▸ Problem to work on:
Copy out each line below exactly as it appears.

▸ Material to process:
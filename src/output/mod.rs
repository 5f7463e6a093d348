//! # Output Module
//!
//! Serializes synthetic events onto named virtual devices.
//!
//! This module handles:
//! - Owning every virtual device write handle in a single actor task
//! - Accepting write requests from any handler over an unbounded channel
//! - Rejecting writes to unknown device names
//! - Converting computed float values into event values without overflow
//!
//! A request is one event; it is written together with its sync report in a
//! single `emit`, so writes from different handlers never interleave.

pub mod device;

use std::collections::{HashMap, HashSet};
use std::fmt;
use std::sync::Arc;

use evdev::EventType;
use tokio::sync::mpsc;
use tokio::task::JoinHandle;
use tracing::{debug, error, warn};

use crate::error::{RemapError, Result};
use crate::event::input::{EV_KEY, EV_REL};
use device::VirtualOutput;

/// One synthetic event for a virtual device.
#[derive(Debug, Clone, Copy, PartialEq, Eq)]
pub struct OutputEvent {
    pub ev_type: u16,
    pub code: u16,
    pub value: i32,
}

impl OutputEvent {
    #[must_use]
    pub const fn new(ev_type: u16, code: u16, value: i32) -> Self {
        Self {
            ev_type,
            code,
            value,
        }
    }

    #[must_use]
    pub const fn key(code: u16, value: i32) -> Self {
        Self::new(EV_KEY, code, value)
    }

    #[must_use]
    pub const fn rel(code: u16, value: i32) -> Self {
        Self::new(EV_REL, code, value)
    }

    /// Builds an event from a computed value that has already been truncated.
    ///
    /// # Errors
    ///
    /// Returns `Overflow` if the value is not finite or does not fit in `i32`.
    pub fn from_f64(ev_type: u16, code: u16, value: f64) -> Result<Self> {
        if !value.is_finite() || value > f64::from(i32::MAX) || value < f64::from(i32::MIN) {
            return Err(RemapError::Overflow {
                ev_type,
                code,
                value,
            });
        }
        Ok(Self::new(ev_type, code, value as i32))
    }

    #[must_use]
    pub fn to_evdev(&self) -> evdev::InputEvent {
        evdev::InputEvent::new(EventType(self.ev_type), self.code, self.value)
    }
}

#[derive(Debug)]
struct WriteRequest {
    target: String,
    event: OutputEvent,
}

/// Actor that exclusively owns the virtual devices.
pub struct OutputMultiplexer {
    devices: HashMap<String, Box<dyn VirtualOutput>>,
    requests: mpsc::UnboundedReceiver<WriteRequest>,
}

impl fmt::Debug for OutputMultiplexer {
    fn fmt(&self, f: &mut fmt::Formatter<'_>) -> fmt::Result {
        f.debug_struct("OutputMultiplexer")
            .field("devices", &self.devices.keys().collect::<Vec<_>>())
            .finish_non_exhaustive()
    }
}

impl OutputMultiplexer {
    /// Creates the actor and the handle used to talk to it.
    ///
    /// The actor does nothing until [`OutputMultiplexer::run`] is polled.
    #[must_use]
    pub fn new(devices: HashMap<String, Box<dyn VirtualOutput>>) -> (Self, OutputHandle) {
        let (sender, requests) = mpsc::unbounded_channel();
        let targets: HashSet<String> = devices.keys().cloned().collect();
        let handle = OutputHandle {
            sender,
            targets: Arc::new(targets),
        };
        (Self { devices, requests }, handle)
    }

    /// Creates the actor and spawns it on the current runtime.
    #[must_use]
    pub fn spawn(devices: HashMap<String, Box<dyn VirtualOutput>>) -> (OutputHandle, JoinHandle<()>) {
        let (multiplexer, handle) = Self::new(devices);
        (handle, tokio::spawn(multiplexer.run()))
    }

    /// Delivers requests until every handle is dropped.
    pub async fn run(mut self) {
        while let Some(request) = self.requests.recv().await {
            self.deliver(&request);
        }
        debug!("Output multiplexer stopped, all writers gone");
    }

    fn deliver(&mut self, request: &WriteRequest) {
        let Some(device) = self.devices.get_mut(&request.target) else {
            // handles check names before sending
            error!("Dropping event for unknown output \"{}\"", request.target);
            return;
        };

        if let Err(e) = device.emit(&request.event) {
            warn!(
                "Failed to write ({}, {}, {}) to \"{}\": {}",
                request.event.ev_type, request.event.code, request.event.value, request.target, e
            );
        }
    }
}

/// Cloneable writer side of the multiplexer.
///
/// Writing never waits: requests are queued for the actor.
#[derive(Clone)]
pub struct OutputHandle {
    sender: mpsc::UnboundedSender<WriteRequest>,
    targets: Arc<HashSet<String>>,
}

impl fmt::Debug for OutputHandle {
    fn fmt(&self, f: &mut fmt::Formatter<'_>) -> fmt::Result {
        f.debug_struct("OutputHandle")
            .field("targets", &self.targets)
            .finish_non_exhaustive()
    }
}

impl OutputHandle {
    /// Queues one event for the named virtual device.
    ///
    /// # Errors
    ///
    /// - `UnknownTarget` if no device is registered under `target`
    /// - `OutputClosed` if the multiplexer task has ended
    pub fn write(&self, target: &str, event: OutputEvent) -> Result<()> {
        if !self.targets.contains(target) {
            return Err(RemapError::UnknownTarget(target.to_string()));
        }
        self.sender
            .send(WriteRequest {
                target: target.to_string(),
                event,
            })
            .map_err(|_| RemapError::OutputClosed)
    }

    #[must_use]
    pub fn has_target(&self, target: &str) -> bool {
        self.targets.contains(target)
    }
}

▸ Exercise solution:
filename src/output/mod.rs
repository 5f7463e6a093d348
//! # Output Module
//!
//! Serializes synthetic events onto named virtual devices.
//!
//! This module handles:
//! - Owning every virtual device write handle in a single actor task
//! - Accepting write requests from any handler over an unbounded channel
//! - Rejecting writes to unknown device names
//! - Converting computed float values into event values without overflow
//!
//! A request is one event; it is written together with its sync report in a
//! single `emit`, so writes from different handlers never interleave.

pub mod device;

use std::collections::{HashMap, HashSet};
use std::fmt;
use std::sync::Arc;

use evdev::EventType;
use tokio::sync::mpsc;
use tokio::task::JoinHandle;
use tracing::{debug, error, warn};

use crate::error::{RemapError, Result};
use crate::event::input::{EV_KEY, EV_REL};
use device::VirtualOutput;

/// One synthetic event for a virtual device.
#[derive(Debug, Clone, Copy, PartialEq, Eq)]
pub struct OutputEvent {
    pub ev_type: u16,
    pub code: u16,
    pub value: i32,
}

impl OutputEvent {
    #[must_use]
    pub const fn new(ev_type: u16, code: u16, value: i32) -> Self {
        Self {
            ev_type,
            code,
            value,
        }
    }

    #[must_use]
    pub const fn key(code: u16, value: i32) -> Self {
        Self::new(EV_KEY, code, value)
    }

    #[must_use]
    pub const fn rel(code: u16, value: i32) -> Self {
        Self::new(EV_REL, code, value)
    }

    /// Builds an event from a computed value that has already been truncated.
    ///
    /// # Errors
    ///
    /// Returns `Overflow` if the value is not finite or does not fit in `i32`.
    pub fn from_f64(ev_type: u16, code: u16, value: f64) -> Result<Self> {
        if !value.is_finite() || value > f64::from(i32::MAX) || value < f64::from(i32::MIN) {
            return Err(RemapError::Overflow {
                ev_type,
                code,
                value,
            });
        }
        Ok(Self::new(ev_type, code, value as i32))
    }

    #[must_use]
    pub fn to_evdev(&self) -> evdev::InputEvent {
        evdev::InputEvent::new(EventType(self.ev_type), self.code, self.value)
    }
}

#[derive(Debug)]
struct WriteRequest {
    target: String,
    event: OutputEvent,
}

/// Actor that exclusively owns the virtual devices.
pub struct OutputMultiplexer {
    devices: HashMap<String, Box<dyn VirtualOutput>>,
    requests: mpsc::UnboundedReceiver<WriteRequest>,
}

impl fmt::Debug for OutputMultiplexer {
    fn fmt(&self, f: &mut fmt::Formatter<'_>) -> fmt::Result {
        f.debug_struct("OutputMultiplexer")
            .field("devices", &self.devices.keys().collect::<Vec<_>>())
            .finish_non_exhaustive()
    }
}

impl OutputMultiplexer {
    /// Creates the actor and the handle used to talk to it.
    ///
    /// The actor does nothing until [`OutputMultiplexer::run`] is polled.
    #[must_use]
    pub fn new(devices: HashMap<String, Box<dyn VirtualOutput>>) -> (Self, OutputHandle) {
        let (sender, requests) = mpsc::unbounded_channel();
        let targets: HashSet<String> = devices.keys().cloned().collect();
        let handle = OutputHandle {
            sender,
            targets: Arc::new(targets),
        };
        (Self { devices, requests }, handle)
    }

    /// Creates the actor and spawns it on the current runtime.
    #[must_use]
    pub fn spawn(devices: HashMap<String, Box<dyn VirtualOutput>>) -> (OutputHandle, JoinHandle<()>) {
        let (multiplexer, handle) = Self::new(devices);
        (handle, tokio::spawn(multiplexer.run()))
    }

    /// Delivers requests until every handle is dropped.
    pub async fn run(mut self) {
        while let Some(request) = self.requests.recv().await {
            self.deliver(&request);
        }
        debug!("Output multiplexer stopped, all writers gone");
    }

    fn deliver(&mut self, request: &WriteRequest) {
        let Some(device) = self.devices.get_mut(&request.target) else {
            // handles check names before sending
            error!("Dropping event for unknown output \"{}\"", request.target);
            return;
        };

        if let Err(e) = device.emit(&request.event) {
            warn!(
                "Failed to write ({}, {}, {}) to \"{}\": {}",
                request.event.ev_type, request.event.code, request.event.value, request.target, e
            );
        }
    }
}

/// Cloneable writer side of the multiplexer.
///
/// Writing never waits: requests are queued for the actor.
#[derive(Clone)]
pub struct OutputHandle {
    sender: mpsc::UnboundedSender<WriteRequest>,
    targets: Arc<HashSet<String>>,
}

impl fmt::Debug for OutputHandle {
    fn fmt(&self, f: &mut fmt::Formatter<'_>) -> fmt::Result {
        f.debug_struct("OutputHandle")
            .field("targets", &self.targets)
            .finish_non_exhaustive()
    }
}

impl OutputHandle {
    /// Queues one event for the named virtual device.
    ///
    /// # Errors
    ///
    /// - `UnknownTarget` if no device is registered under `target`
    /// - `OutputClosed` if the multiplexer task has ended
    pub fn write(&self, target: &str, event: OutputEvent) -> Result<()> {
        if !self.targets.contains(target) {
            return Err(RemapError::UnknownTarget(target.to_string()));
        }
        self.sender
            .send(WriteRequest {
                target: target.to_string(),
                event,
            })
            .map_err(|_| RemapError::OutputClosed)
    }

    #[must_use]
    pub fn has_target(&self, target: &str) -> bool {
        self.targets.contains(target)
    }
}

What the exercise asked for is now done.